Satellites image the whole globe, revisiting locations every few days or even hours to record the changing landscape. Their cameras see deep into the infrared and radar sensors see through clouds and at night. They capture information on many different observable parameters including dynamic and rapid processes and events like floods. Newer instruments can now provide contextual details at more and more precise scale, locating for instance individual buildings that are flooded, or even search and rescue people using airborne platforms. At the same time, ground-based sensors like rain gauges or river level stations record surface conditions unavailable from space. All of this data is stored - sometimes by commercial companies, but often by government agencies under open- or restricted-access policies. However, there remain significant barriers for non-specialists to access and use this information or to respond quickly in emergency situations.
For flood disaster management, the real promise of this data is in translating it to actionable intelligence, directly answering queries like “Which areas will be flooded if rain continues to fall and rivers swell up in the next days?” or “Show me a map of the water level in streams wider than 1 meter.” test
Machine learning (ML) algorithms have the potential to offer significantly faster and more accurate flood mapping than traditional methods. Their adaptability means they can easily grow to accommodate more data over time, and expand to ingest a wide range of data types. Such ‘data fusion’ capabilities are potentially game-changing for a broad spectrum of users, from emergency workers to urban planners.
Training robust and reliable ML models is almost an art-form, requiring specialist knowledge of statistics, computing and data platforms. ML workflows have become much more accessible because of dedicated open-source libraries like PyTorch and TensorFlow.
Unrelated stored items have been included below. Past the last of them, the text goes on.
//! The verdict lattice: APPROVED < ALERT < REJECTED.
//!
//! Sample-level aggregation is `max` over this order, which makes it total,
//! associative, and independent of measurement order.

use serde::{Deserialize, Serialize};
use strum::{Display, EnumString};

/// Outcome of checking a value (or a whole sample) against specification
/// limits. Variants are declared in lattice order; `Ord` follows it.
#[derive(
  Debug,
  Clone,
  Copy,
  PartialEq,
  Eq,
  PartialOrd,
  Ord,
  Hash,
  Default,
  Serialize,
  Deserialize,
  Display,
  EnumString,
)]
#[serde(rename_all = "SCREAMING_SNAKE_CASE")]
#[strum(serialize_all = "SCREAMING_SNAKE_CASE", ascii_case_insensitive)]
pub enum Verdict {
  #[default]
  Approved,
  Alert,
  Rejected,
}

impl Verdict {
  /// Join on the lattice. An empty iterator yields [`Verdict::Approved`].
  pub fn worst<I>(verdicts: I) -> Self
  where
    I: IntoIterator<Item = Verdict>,
  {
    verdicts.into_iter().max().unwrap_or_default()
  }
}

/// The classifier's result for a single measurement.
#[derive(Debug, Clone, Copy, PartialEq, Eq, Serialize, Deserialize)]
pub struct Classification {
  pub verdict:     Verdict,
  /// No specification was active for the measured property; the verdict
  /// defaults to APPROVED but dashboards report it separately.
  pub unspecified: bool,
}

impl Classification {
  pub fn specified(verdict: Verdict) -> Self {
    Self { verdict, unspecified: false }
  }

  pub fn unspecified() -> Self {
    Self { verdict: Verdict::Approved, unspecified: true }
  }
}
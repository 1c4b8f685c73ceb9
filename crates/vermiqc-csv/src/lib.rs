//! CSV codec for vermiqc bulk import and export.
//!
//! Converts between CSV files and [`vermiqc_core`] ingest types. Pure
//! synchronous; no HTTP or database dependencies.
//!
//! # Quick start
//!
//! ```no_run
//! use vermiqc_csv::parse_bulk;
//!
//! let csv = "date,shift,line,product,kind,sequence,property,value\n\
//!            2024-03-14,A,L1,V-MED,POINTWISE,1,UMIDADE,5.00\n";
//! let parsed = parse_bulk(csv.as_bytes()).unwrap();
//! println!("{} samples, {} row errors", parsed.items.len(), parsed.errors.len());
//! ```

pub mod error;
mod parse;
mod serialize;

pub use error::{Error, Result};
pub use parse::{REQUIRED_COLUMNS, parse_bulk};
pub use serialize::{EXPORT_COLUMNS, write_export};
use vermiqc_core::ingest::{BatchItem, RowError};

/// The result of parsing a bulk file.
#[derive(Debug, Default)]
pub struct BulkParse {
  /// One item per sample key, in order of first appearance.
  pub items:  Vec<BatchItem>,
  /// Rows that could not be read, by 1-based file line.
  pub errors: Vec<RowError>,
}

// ─── Shared test helpers ──────────────────────────────────────────────────────

#[cfg(test)]
pub(crate) mod test_helpers {
  use std::str::FromStr;

  use chrono::{NaiveDate, TimeZone, Utc};
  use rust_decimal::Decimal;
  use uuid::Uuid;
  use vermiqc_core::{
    sample::{
      AnalysisKind, Measurement, Sample, SampleKey, SampleState, SampleView,
    },
    value::MeasuredValue,
    verdict::Verdict,
  };

  /// Build a sealed pointwise [`SampleView`] from `(property, value)` pairs.
  pub(crate) fn make_view(values: &[(&str, &str)]) -> SampleView {
    let sample_id = Uuid::new_v4();
    let at = Utc.with_ymd_and_hms(2024, 3, 14, 9, 30, 0).unwrap();
    let sample = Sample {
      sample_id,
      key: SampleKey {
        date:     NaiveDate::from_ymd_opt(2024, 3, 14).unwrap(),
        shift:    "A".into(),
        line:     "L1".into(),
        product:  "V-MED".into(),
        kind:     AnalysisKind::Pointwise,
        sequence: 2,
      },
      sample_time: at,
      operator: "ana".into(),
      observations: None,
      state: SampleState::Sealed,
      verdict: Verdict::Alert,
      complete: true,
      created_at: at,
      updated_at: at,
      sealed_at: Some(at),
    };
    let measurements = values
      .iter()
      .map(|(property, value)| Measurement {
        measurement_id: Uuid::new_v4(),
        sample_id,
        property: (*property).into(),
        value: MeasuredValue::Numeric(Decimal::from_str(value).unwrap()),
        unit: None,
        classification: Verdict::Approved,
        unspecified: false,
        spec_id: None,
        recorded_at: at,
      })
      .collect();
    SampleView { sample, measurements }
  }
}
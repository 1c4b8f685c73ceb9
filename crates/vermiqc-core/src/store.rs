//! The `QcStore` trait.
//!
//! Implemented by storage backends (e.g. `vermiqc-store-sqlite`). Higher
//! layers (`vermiqc-api`, `vermiqc-server`) depend on this abstraction, not on
//! any concrete backend.

use std::future::Future;

use chrono::{DateTime, NaiveDate, Utc};
use tokio_util::sync::CancellationToken;
use uuid::Uuid;

use crate::{
  DomainError,
  catalog::{Catalog, Product, ProductionLine, Property, Shift},
  dashboard::DashboardQuery,
  ingest::{BatchItem, BatchOptions, BatchReport, IngestOutcome, Submission},
  sample::{
    Measurement, NewMeasurement, NewSample, Sample, SampleFilter, SampleKey,
    SampleView,
  },
  specification::{NewSpecification, Specification},
};

/// Abstraction over a QC store backend.
///
/// Every mutation of a sample (attach, upsert, detach, seal, delete) runs
/// under a lock keyed by the sample id and inside one transaction, and
/// leaves the sample sealed against its current measurements.
///
/// All methods return `Send` futures so the trait can be used in
/// multi-threaded async runtimes (e.g. tokio with `axum`).
pub trait QcStore: Send + Sync {
  type Error: std::error::Error + DomainError + Send + Sync + 'static;

  // ── Catalog ───────────────────────────────────────────────────────────

  /// Insert a product, or update the cosmetic fields of an existing one.
  fn upsert_product(
    &self,
    product: Product,
  ) -> impl Future<Output = Result<Product, Self::Error>> + Send + '_;

  fn upsert_property(
    &self,
    property: Property,
  ) -> impl Future<Output = Result<Property, Self::Error>> + Send + '_;

  fn upsert_line(
    &self,
    line: ProductionLine,
  ) -> impl Future<Output = Result<ProductionLine, Self::Error>> + Send + '_;

  fn upsert_shift(
    &self,
    shift: Shift,
  ) -> impl Future<Output = Result<Shift, Self::Error>> + Send + '_;

  /// Snapshot of all reference data.
  fn catalog(
    &self,
  ) -> impl Future<Output = Result<Catalog, Self::Error>> + Send + '_;

  // ── Specification registry ────────────────────────────────────────────

  /// Make `spec` the active specification for its pair from its
  /// `effective_from` (default now), closing the previous one.
  fn upsert_specification(
    &self,
    spec: NewSpecification,
  ) -> impl Future<Output = Result<Specification, Self::Error>> + Send + '_;

  /// The specification covering `at` (default now), if any.
  fn get_active_specification(
    &self,
    product: String,
    property: String,
    at: Option<DateTime<Utc>>,
  ) -> impl Future<Output = Result<Option<Specification>, Self::Error>> + Send + '_;

  /// All specifications for a pair, newest first.
  fn specification_history(
    &self,
    product: String,
    property: String,
  ) -> impl Future<Output = Result<Vec<Specification>, Self::Error>> + Send + '_;

  // ── Samples ───────────────────────────────────────────────────────────

  /// Create a DRAFT sample. Fails with `DuplicateSample` if the key exists.
  fn create_sample(
    &self,
    input: NewSample,
  ) -> impl Future<Output = Result<Sample, Self::Error>> + Send + '_;

  fn get_sample(
    &self,
    sample_id: Uuid,
  ) -> impl Future<Output = Result<Option<SampleView>, Self::Error>> + Send + '_;

  fn find_sample(
    &self,
    key: SampleKey,
  ) -> impl Future<Output = Result<Option<SampleView>, Self::Error>> + Send + '_;

  fn list_samples<'a>(
    &'a self,
    filter: &'a SampleFilter,
  ) -> impl Future<Output = Result<Vec<Sample>, Self::Error>> + Send + 'a;

  /// Add a measurement and re-seal. Fails with `DuplicateMeasurement` if the
  /// property is already measured on the sample.
  fn attach_measurement(
    &self,
    sample_id: Uuid,
    input: NewMeasurement,
  ) -> impl Future<Output = Result<Measurement, Self::Error>> + Send + '_;

  /// Add or replace the measurement for `input.property` and re-seal.
  fn upsert_measurement(
    &self,
    sample_id: Uuid,
    input: NewMeasurement,
  ) -> impl Future<Output = Result<Measurement, Self::Error>> + Send + '_;

  /// Remove a measurement and re-seal its sample.
  fn detach_measurement(
    &self,
    measurement_id: Uuid,
  ) -> impl Future<Output = Result<SampleView, Self::Error>> + Send + '_;

  /// Delete a sample and, by cascade, its measurements.
  fn delete_sample(
    &self,
    sample_id: Uuid,
  ) -> impl Future<Output = Result<(), Self::Error>> + Send + '_;

  /// Re-classify every measurement and stamp the sample verdict.
  /// Idempotent.
  fn seal(
    &self,
    sample_id: Uuid,
  ) -> impl Future<Output = Result<SampleView, Self::Error>> + Send + '_;

  // ── Ingest ────────────────────────────────────────────────────────────

  /// Create, leave unchanged, or update one sample atomically.
  fn submit(
    &self,
    submission: Submission,
  ) -> impl Future<Output = Result<IngestOutcome, Self::Error>> + Send + '_;

  /// Apply a batch of grouped submissions. Group-level failures are
  /// reported per row; `options` decide whether they abort the batch and
  /// how it commits. Cancelling `cancel` stops at the next group boundary.
  fn submit_batch(
    &self,
    items: Vec<BatchItem>,
    options: BatchOptions,
    cancel: CancellationToken,
  ) -> impl Future<Output = Result<BatchReport, Self::Error>> + Send + '_;

  // ── Dashboard ─────────────────────────────────────────────────────────

  /// One consistent snapshot of the samples a dashboard query needs: those
  /// in the window plus those dated `today`, with their measurements.
  fn dashboard_snapshot<'a>(
    &'a self,
    query: &'a DashboardQuery,
    today: NaiveDate,
  ) -> impl Future<Output = Result<Vec<SampleView>, Self::Error>> + Send + 'a;
}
However, there are a myriad of subtle pitfalls associated with training and deploying ML models - these can produce deeply skewed results that still appear reasonable to the untrained eye. Democratising end-to-end integrated AI workflows avoids these pitfalls by creating a series of linked tools that non-ML expert users can trust to deploy machine learning. These tools incorporate data acquisition, preparation, calibration, enhancement and deployment steps, wrapped in an accessible interface. The full workflow is embedded in a visualisation tool that enables users to query, understand and use the insights and information generated. This unified suite of tools can get users 80% of the way and then allows straightforward customisation to a specific problem sub-domain.
For machine learning practitioners, the operational tools supporting model development, from data-preparation to deployment, are still in infancy. Such ‘MLOps’ tools are the equivalent of ‘DevOps’ tools in software development. Analysing Earth-observation (EO) data also requires highly specialist knowledge, which doubly-complicates the workflows, and it is rare to find individual data scientists who are masters of both the ML and EO domains.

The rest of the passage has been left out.